use thiserror::Error;

/// Faults surfaced by [`Cpu::step`](crate::Cpu::step).
#[derive(Error, Debug, Clone, Copy, PartialEq, Eq)]
pub enum CpuError {
    #[error("no handler registered for opcode 0x{opcode:02X} at PC=0x{pc:04X}")]
    UnregisteredOpcode { opcode: u8, pc: u16 },

    #[error("no handler registered for extended opcode 0xCB 0x{opcode:02X} at PC=0x{pc:04X}")]
    UnregisteredExtendedOpcode { opcode: u8, pc: u16 },

    #[error("primary opcode 0xCB is the extended-table prefix and cannot be replaced")]
    ReservedPrefix,
}

#[derive(Error, Debug, Clone, Copy, PartialEq, Eq)]
pub enum PpuError {
    #[error("draw_line called before an output sink was bound")]
    OutputNotBound,

    #[error("scanline {0} is outside the visible 0..144 range")]
    LineOutOfRange(u8),
}

#[derive(Error, Debug, Clone, Copy, PartialEq, Eq)]
pub enum MemoryError {
    #[error("memory image is {len} bytes, larger than the 64 KiB address space")]
    ImageTooLarge { len: usize },
}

_ _ _ _ _ _ _

_WORK ORDER:_ Read through the entries above, and wherever a line holds the string "handler", copy it.

_SOLUTION TO THE EXERCISE:_
    #[error("no handler registered for opcode 0x{opcode:02X} at PC=0x{pc:04X}")]
    #[error("no handler registered for extended opcode 0xCB 0x{opcode:02X} at PC=0x{pc:04X}")]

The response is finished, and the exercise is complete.